Pregnant ladies have for some reason become my very-cliched-but-true "calling". I have worked with them in 3 different provinces, namely the Western Cape, Kwa-Zulu Natal and last but not least Mpumalanga. There is one common factor that all these women share, besides a growing fetus, and that is the primal utterances of "Aaaawema" during labour. To those of you who have never stepped into a labour ward, this might sound very weird, but I will try my utmost to set the scene for you. For those of you who have had the unfortunate privilege of working in labour ward, you will know exactly what I'm alluding to.
A labour ward usually consists of beds either in one room with dividing curtains or smaller separate rooms. In these beds will be the birthing mothers.

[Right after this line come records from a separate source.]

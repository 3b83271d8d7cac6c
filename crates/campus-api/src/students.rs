//! Handlers for `/students` endpoints.
//!
//! | Method | Path | Notes |
//! |--------|------|-------|
//! | `GET`  | `/students` | Admin only; `?approved=true` lists approved students for any approved caller |
//! | `POST` | `/students` | Body: [`StudentRegistration`]; 201 + the stored student |
//! | `GET`  | `/students/{id}` | 404 if not found |
//! | `GET`  | `/students/{id}/approved` | `true` only for an existing, approved student |
//! | `PUT`  | `/students/{id}/approval` | Body: `{"status":"approved"}`; admin only |

use std::sync::Arc;

use axum::{
  Json,
  extract::{Path, Query, State},
  http::StatusCode,
  response::IntoResponse,
};
use campus_core::{
  Error,
  registry::Registry,
  roster::{Student, StudentRegistration},
  store::SchoolStore,
};
use serde::Deserialize;
use uuid::Uuid;

use crate::{approvals::DecisionBody, caller::Caller, error::ApiError};

// ─── List ─────────────────────────────────────────────────────────────────────

#[derive(Debug, Deserialize)]
pub struct ListParams {
  #[serde(default)]
  pub approved: bool,
}

/// `GET /students[?approved=true]`
pub async fn list<S: SchoolStore>(
  State(registry): State<Arc<Registry<S>>>,
  Caller(caller): Caller,
  Query(params): Query<ListParams>,
) -> Result<Json<Vec<Student>>, ApiError> {
  let students = if params.approved {
    registry.get_all_approved_students(&caller).await?
  } else {
    registry.list_students(&caller).await?
  };
  Ok(Json(students))
}

// ─── Register ─────────────────────────────────────────────────────────────────

/// `POST /students`
pub async fn register<S: SchoolStore>(
  State(registry): State<Arc<Registry<S>>>,
  Caller(caller): Caller,
  Json(body): Json<StudentRegistration>,
) -> Result<impl IntoResponse, ApiError> {
  let student = registry.register_student(&caller, body).await?;
  Ok((StatusCode::CREATED, Json(student)))
}

// ─── Get one ──────────────────────────────────────────────────────────────────

/// `GET /students/{id}`
pub async fn get_one<S: SchoolStore>(
  State(registry): State<Arc<Registry<S>>>,
  Caller(caller): Caller,
  Path(id): Path<Uuid>,
) -> Result<Json<Student>, ApiError> {
  let student = registry
    .get_student_by_id(&caller, id)
    .await?
    .ok_or_else(|| Error::NotFound(format!("student {id}")))?;
  Ok(Json(student))
}

/// `GET /students/{id}/approved`
pub async fn is_approved<S: SchoolStore>(
  State(registry): State<Arc<Registry<S>>>,
  Caller(caller): Caller,
  Path(id): Path<Uuid>,
) -> Result<Json<bool>, ApiError> {
  Ok(Json(registry.is_student_approved(&caller, id).await?))
}

// ─── Decide ───────────────────────────────────────────────────────────────────

/// `PUT /students/{id}/approval`
pub async fn decide<S: SchoolStore>(
  State(registry): State<Arc<Registry<S>>>,
  Caller(caller): Caller,
  Path(id): Path<Uuid>,
  Json(body): Json<DecisionBody>,
) -> Result<StatusCode, ApiError> {
  registry.approve_student(&caller, id, body.status).await?;
  Ok(StatusCode::NO_CONTENT)
}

They lie on their backs, after being repeatedly told not to, and with their arms raised to the ceiling, fingers opening and closing rapidly, scream (or rather shriek) the word "aaaaawema". It can be heard from the corridor proceeding the labour ward and is commonly alternated with a equally high pitched "hey jesu". The labour ward staff seem to be immune to this noise, while they sit behind their desks chewing the cartilage off their left over fried chicken (also commonly know as shikken). This is a national phenomenon.

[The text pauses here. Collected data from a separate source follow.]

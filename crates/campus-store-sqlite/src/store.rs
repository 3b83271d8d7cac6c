//! [`SqliteStore`]: the SQLite implementation of [`SchoolStore`].

use std::path::Path;

use chrono::{DateTime, Utc};
use rusqlite::{OptionalExtension as _, TransactionBehavior};
use uuid::Uuid;

use campus_core::{
  Identity,
  approval::{ApprovalRecord, ApprovalStatus},
  exam::{Exam, ExamMark, NewExam},
  identity::{Profile, Role},
  roster::{EntityKind, Student, StudentRegistration, Teacher, TeacherRegistration},
  store::{Registered, SchoolStore},
};

use crate::{
  Result,
  encode::{
    RawApproval, RawExam, RawMark, RawProfile, RawStudent, RawTeacher,
    decode_enum, decode_role, encode_date, encode_dt, encode_list, encode_uuid,
  },
  schema::SCHEMA,
};

/// Student columns in [`RawStudent`] order, with status projected from the
/// owner's approval row.
const STUDENT_SELECT: &str = "
  SELECT s.student_id, s.full_name, s.guardian_name, s.contact_number,
         s.class_assignment, s.registered_at,
         COALESCE(a.status, 'pending') AS status, s.owner
  FROM students s
  LEFT JOIN approvals a ON a.subject = s.owner";

/// Teacher columns in [`RawTeacher`] order, with status projected from the
/// owner's approval row.
const TEACHER_SELECT: &str = "
  SELECT t.teacher_id, t.full_name, t.contact_number, t.subjects, t.classes,
         t.registered_at,
         COALESCE(a.status, 'pending') AS status, t.owner
  FROM teachers t
  LEFT JOIN approvals a ON a.subject = t.owner";

const APPROVAL_SELECT: &str =
  "SELECT subject, status, requested_at, decided_at, decided_by FROM approvals";

/// A registration transaction's result: the owner's approval status, or the
/// kind of record the owner already holds.
type Claim = std::result::Result<String, String>;

/// Reserve `owner` for a record of `kind` inside `tx`. Returns the kind the
/// owner already holds instead when it is taken.
fn claim_owner(
  tx: &rusqlite::Transaction<'_>,
  owner: &str,
  kind: EntityKind,
) -> rusqlite::Result<Option<String>> {
  let held: Option<String> = tx
    .query_row(
      "SELECT kind FROM registrations WHERE owner = ?1",
      rusqlite::params![owner],
      |r| r.get(0),
    )
    .optional()?;
  if held.is_none() {
    tx.execute(
      "INSERT INTO registrations (owner, kind) VALUES (?1, ?2)",
      rusqlite::params![owner, kind.to_string()],
    )?;
  }
  Ok(held)
}

// ─── Store ───────────────────────────────────────────────────────────────────

/// A Campus record store backed by a single SQLite file.
///
/// Cloning is cheap; the inner connection is reference-counted.
#[derive(Clone)]
pub struct SqliteStore {
  conn: tokio_rusqlite::Connection,
}

impl SqliteStore {
  /// Open (or create) a store at `path` and run schema initialisation.
  pub async fn open(path: impl AsRef<Path>) -> Result<Self> {
    let conn = tokio_rusqlite::Connection::open(path).await?;
    let store = Self { conn };
    store.init_schema().await?;
    Ok(store)
  }

  /// Open an in-memory store, for tests.
  pub async fn open_in_memory() -> Result<Self> {
    let conn = tokio_rusqlite::Connection::open_in_memory().await?;
    let store = Self { conn };
    store.init_schema().await?;
    Ok(store)
  }

  async fn init_schema(&self) -> Result<()> {
    self
      .conn
      .call(|conn| {
        conn.execute_batch(SCHEMA)?;
        Ok(())
      })
      .await?;
    Ok(())
  }

  /// Run a student query whose trailing clause binds `param` as `?1`.
  async fn query_students(
    &self,
    clause: &'static str,
    param: Option<String>,
  ) -> Result<Vec<Student>> {
    let raws: Vec<RawStudent> = self
      .conn
      .call(move |conn| {
        let sql = format!("{STUDENT_SELECT} {clause}");
        let mut stmt = conn.prepare(&sql)?;
        let rows = match param {
          Some(p) => stmt
            .query_map(rusqlite::params![p], RawStudent::from_row)?
            .collect::<rusqlite::Result<Vec<_>>>()?,
          None => stmt
            .query_map([], RawStudent::from_row)?
            .collect::<rusqlite::Result<Vec<_>>>()?,
        };
        Ok(rows)
      })
      .await?;

    raws.into_iter().map(RawStudent::into_student).collect()
  }

  /// Teacher counterpart of [`Self::query_students`].
  async fn query_teachers(
    &self,
    clause: &'static str,
    param: Option<String>,
  ) -> Result<Vec<Teacher>> {
    let raws: Vec<RawTeacher> = self
      .conn
      .call(move |conn| {
        let sql = format!("{TEACHER_SELECT} {clause}");
        let mut stmt = conn.prepare(&sql)?;
        let rows = match param {
          Some(p) => stmt
            .query_map(rusqlite::params![p], RawTeacher::from_row)?
            .collect::<rusqlite::Result<Vec<_>>>()?,
          None => stmt
            .query_map([], RawTeacher::from_row)?
            .collect::<rusqlite::Result<Vec<_>>>()?,
        };
        Ok(rows)
      })
      .await?;

    raws.into_iter().map(RawTeacher::into_teacher).collect()
  }

  /// Read exams (optionally just one) together with all of their marks.
  async fn query_exams(&self, id: Option<Uuid>) -> Result<Vec<Exam>> {
    let id_str = id.map(encode_uuid);

    let (exams, marks): (Vec<RawExam>, Vec<RawMark>) = self
      .conn
      .call(move |conn| {
        let exam_sql = "SELECT exam_id, subject, exam_date, created_at FROM exams";
        let mark_sql = "SELECT exam_id, student_id, marks, grade FROM exam_marks";

        let (exams, marks) = if let Some(id) = id_str {
          let exams = conn
            .prepare(&format!("{exam_sql} WHERE exam_id = ?1"))?
            .query_map(rusqlite::params![id], RawExam::from_row)?
            .collect::<rusqlite::Result<Vec<_>>>()?;
          let marks = conn
            .prepare(&format!("{mark_sql} WHERE exam_id = ?1 ORDER BY student_id"))?
            .query_map(rusqlite::params![id], RawMark::from_row)?
            .collect::<rusqlite::Result<Vec<_>>>()?;
          (exams, marks)
        } else {
          let exams = conn
            .prepare(&format!("{exam_sql} ORDER BY exam_date, created_at"))?
            .query_map([], RawExam::from_row)?
            .collect::<rusqlite::Result<Vec<_>>>()?;
          let marks = conn
            .prepare(&format!("{mark_sql} ORDER BY exam_id, student_id"))?
            .query_map([], RawMark::from_row)?
            .collect::<rusqlite::Result<Vec<_>>>()?;
          (exams, marks)
        };
        Ok((exams, marks))
      })
      .await?;

    exams.into_iter().map(|e| e.into_exam(&marks)).collect()
  }
}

The sad thing is that many of the patients are under the age of 18. They are scared, usually alone and are in no way prepared for what is about to happen to them. As the labour progresses, these frightened girls transform into shrieking beings and the chorus of "aaawema" crescendos. I have no idea how they know to scream that, it's as if it's been programmed into their DNA, something from their forefathers.

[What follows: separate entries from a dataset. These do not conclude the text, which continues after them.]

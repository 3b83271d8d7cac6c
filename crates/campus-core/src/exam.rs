//! Exams and the marks recorded against them.

use chrono::{DateTime, NaiveDate, Utc};
use serde::{Deserialize, Serialize};
use uuid::Uuid;

use crate::{
  Result,
  validate::{ValidationErrors, require_text},
};

/// Highest mark an exam can award.
pub const MAX_MARKS: u32 = 100;

/// Letter grade derived from a mark out of [`MAX_MARKS`].
#[derive(
  Debug,
  Clone,
  Copy,
  PartialEq,
  Eq,
  PartialOrd,
  Ord,
  Hash,
  Serialize,
  Deserialize,
  strum::Display,
  strum::EnumString,
)]
pub enum Grade {
  #[serde(rename = "A+")]
  #[strum(serialize = "A+")]
  APlus,
  A,
  B,
  C,
  D,
  F,
}

impl Grade {
  pub fn from_marks(marks: u32) -> Self {
    match marks {
      90.. => Self::APlus,
      80..=89 => Self::A,
      70..=79 => Self::B,
      60..=69 => Self::C,
      50..=59 => Self::D,
      _ => Self::F,
    }
  }
}

#[derive(Debug, Clone, PartialEq, Eq, Serialize, Deserialize)]
pub struct ExamMark {
  pub student_id: Uuid,
  pub marks:      u32,
  pub grade:      Grade,
}

impl ExamMark {
  /// A mark with its grade derived. Fails when `marks` exceeds [`MAX_MARKS`].
  pub fn new(student_id: Uuid, marks: u32) -> Result<Self> {
    let mut errors = ValidationErrors::new();
    if marks > MAX_MARKS {
      errors.push("marks", format!("must be between 0 and {MAX_MARKS}"));
    }
    errors.into_result()?;
    Ok(Self {
      student_id,
      marks,
      grade: Grade::from_marks(marks),
    })
  }
}

#[derive(Debug, Clone, PartialEq, Eq, Serialize, Deserialize)]
pub struct Exam {
  pub exam_id:    Uuid,
  pub subject:    String,
  pub exam_date:  NaiveDate,
  pub created_at: DateTime<Utc>,
  /// One entry per student, ordered by student id.
  pub marks:      Vec<ExamMark>,
}

/// Input to exam creation.
#[derive(Debug, Clone, PartialEq, Eq, Serialize, Deserialize)]
pub struct NewExam {
  pub subject:   String,
  pub exam_date: NaiveDate,
}

impl NewExam {
  pub fn validate(&self) -> Result<()> {
    let mut errors = ValidationErrors::new();
    require_text(&mut errors, "subject", &self.subject);
    errors.into_result()
  }
}
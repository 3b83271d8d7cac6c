//! HTTP server for Campus.
//!
//! Wraps the [`campus_api`] router with Basic authentication and request
//! tracing, backed by any [`SchoolStore`].

pub mod auth;
pub mod error;

pub use error::Error;

use std::{path::PathBuf, sync::Arc};

use axum::{Router, middleware, routing::get};
use campus_core::{Identity, registry::Registry, store::SchoolStore};
use serde::Deserialize;
use tower_http::trace::TraceLayer;

use auth::{Account, AuthConfig};

// ─── Configuration ────────────────────────────────────────────────────────────

/// Runtime server configuration, deserialised from `config.toml`.
#[derive(Deserialize, Clone)]
pub struct ServerConfig {
  pub host:       String,
  pub port:       u16,
  pub store_path: PathBuf,
  #[serde(default)]
  pub accounts:   Vec<Account>,
  /// Usernames granted the admin role at startup.
  #[serde(default)]
  pub admins:     Vec<String>,
}

// ─── Application state ────────────────────────────────────────────────────────

/// Shared state for the server's router.
pub struct AppState<S> {
  pub registry: Arc<Registry<S>>,
  pub auth:     Arc<AuthConfig>,
}

impl<S> Clone for AppState<S> {
  fn clone(&self) -> Self {
    Self {
      registry: Arc::clone(&self.registry),
      auth:     Arc::clone(&self.auth),
    }
  }
}

impl<S: SchoolStore> AppState<S> {
  /// Wrap `store` in a registry, load accounts, and grant configured admins
  /// their role.
  pub async fn from_config(store: S, config: &ServerConfig) -> Result<Self, Error> {
    let auth = AuthConfig::new(&config.accounts)?;
    let registry = Registry::new(store);
    for admin in &config.admins {
      registry.bootstrap_admin(&Identity::new(admin.as_str())).await?;
    }
    Ok(Self {
      registry: Arc::new(registry),
      auth:     Arc::new(auth),
    })
  }
}

// ─── Router ───────────────────────────────────────────────────────────────────

/// Build the full server [`Router`]: `/health` plus the authenticated `/api`.
pub fn router<S>(state: AppState<S>) -> Router
where
  S: SchoolStore + 'static,
{
  let api = campus_api::api_router(state.registry)
    .layer(middleware::from_fn_with_state(state.auth, auth::authenticate));

  Router::new()
    .route("/health", get(|| async { "ok" }))
    .nest("/api", api)
    .layer(TraceLayer::new_for_http())
}

#[cfg(test)]
mod tests {
  use super::*;

  use axum::{
    body::Body,
    http::{Request, StatusCode, header},
  };
  use base64::Engine as _;
  use base64::engine::general_purpose::STANDARD as B64;
  use campus_store_sqlite::SqliteStore;
  use serde_json::Value;
  use tower::ServiceExt as _;

  async fn make_state() -> AppState<SqliteStore> {
    let store = SqliteStore::open_in_memory().await.unwrap();
    let config = ServerConfig {
      host:       "127.0.0.1".to_string(),
      port:       8080,
      store_path: PathBuf::from(":memory:"),
      accounts:   vec![
        Account {
          username:      "head".to_string(),
          password_hash: auth::hash_password("chalk").unwrap(),
        },
        Account {
          username:      "pupil".to_string(),
          password_hash: auth::hash_password("crayon").unwrap(),
        },
      ],
      admins:     vec!["head".to_string()],
    };
    AppState::from_config(store, &config).await.unwrap()
  }

  fn auth_header(user: &str, pass: &str) -> String {
    format!("Basic {}", B64.encode(format!("{user}:{pass}")))
  }

  async fn get(
    state: AppState<SqliteStore>,
    uri: &str,
    auth: Option<String>,
  ) -> axum::response::Response {
    let mut builder = Request::builder().method("GET").uri(uri);
    if let Some(auth) = auth {
      builder = builder.header(header::AUTHORIZATION, auth);
    }
    let req = builder.body(Body::empty()).unwrap();
    router(state).oneshot(req).await.unwrap()
  }

  async fn json(resp: axum::response::Response) -> Value {
    let bytes = axum::body::to_bytes(resp.into_body(), usize::MAX)
      .await
      .unwrap();
    serde_json::from_slice(&bytes).unwrap()
  }

  #[tokio::test]
  async fn health_needs_no_auth() {
    let resp = get(make_state().await, "/health", None).await;
    assert_eq!(resp.status(), StatusCode::OK);
  }

  #[tokio::test]
  async fn api_without_credentials_is_401_with_challenge() {
    let resp = get(make_state().await, "/api/session", None).await;
    assert_eq!(resp.status(), StatusCode::UNAUTHORIZED);
    let challenge = resp
      .headers()
      .get(header::WWW_AUTHENTICATE)
      .unwrap()
      .to_str()
      .unwrap()
      .to_owned();
    assert!(challenge.starts_with("Basic"));
    assert_eq!(json(resp).await["kind"], "unauthenticated");
  }

  #[tokio::test]
  async fn wrong_password_is_401() {
    let resp = get(
      make_state().await,
      "/api/session",
      Some(auth_header("pupil", "chalk")),
    )
    .await;
    assert_eq!(resp.status(), StatusCode::UNAUTHORIZED);
  }

  #[tokio::test]
  async fn session_reports_authenticated_identity() {
    let resp = get(
      make_state().await,
      "/api/session",
      Some(auth_header("pupil", "crayon")),
    )
    .await;
    assert_eq!(resp.status(), StatusCode::OK);
    assert_eq!(json(resp).await["identity"], "pupil");
  }

  #[tokio::test]
  async fn configured_admins_are_bootstrapped() {
    let state = make_state().await;
    let head = get(
      state.clone(),
      "/api/caller/admin",
      Some(auth_header("head", "chalk")),
    )
    .await;
    assert_eq!(json(head).await, Value::Bool(true));

    let pupil = get(state, "/api/caller/admin", Some(auth_header("pupil", "crayon"))).await;
    assert_eq!(json(pupil).await, Value::Bool(false));
  }
}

You will often hear the word "difficult" being used to describe pregnant patients. That is because often, at the very end of labour, when one final push is required, they give up and refuse to deliver the baby. This is extremely dangerous to the newborn, as the umbilical cord is squashed and it receives no oxygen until it takes its first breath. Literally a few minutes and the baby will be brain damaged. The nursing staff in Mpumalanga have discovered a nifty trick to avoid this from happening. I call it the "umlungu phenomenon". An umlungu is a white person and the nursing staff have used a type of torture tactic to get them to push the baby out. The first time I was called for a delayed second stage (where the head is about to be born), as I walked in the door, the patient gave one final push and the baby was delivered. I was ecstatic as it was 4pm and time to go home and, had the baby not been delivered, it would mean I would have to do an emergency caesar. This happened a few more times and I realised that it was not luck but that the birth was linked to my arrival. I asked one of favourite senior sisters what the reason was. She took me into the injection room and closed the door. In a hushed tone she explained that they told the patients that if they did not push that baby out, then the white doctor would come. This hardly seemed scary. As I probed further, she admitted that she had added her own little tactic, which involved threatening the patients that when the doctor came, he/she would cut off their labia. At first I was horrified, but later it proved to be quite an effective method. I then found out that if a white doctor was not available, or if the doctor was not around, they would call a white nurse from another ward and she would arrive posing as the "umlungu".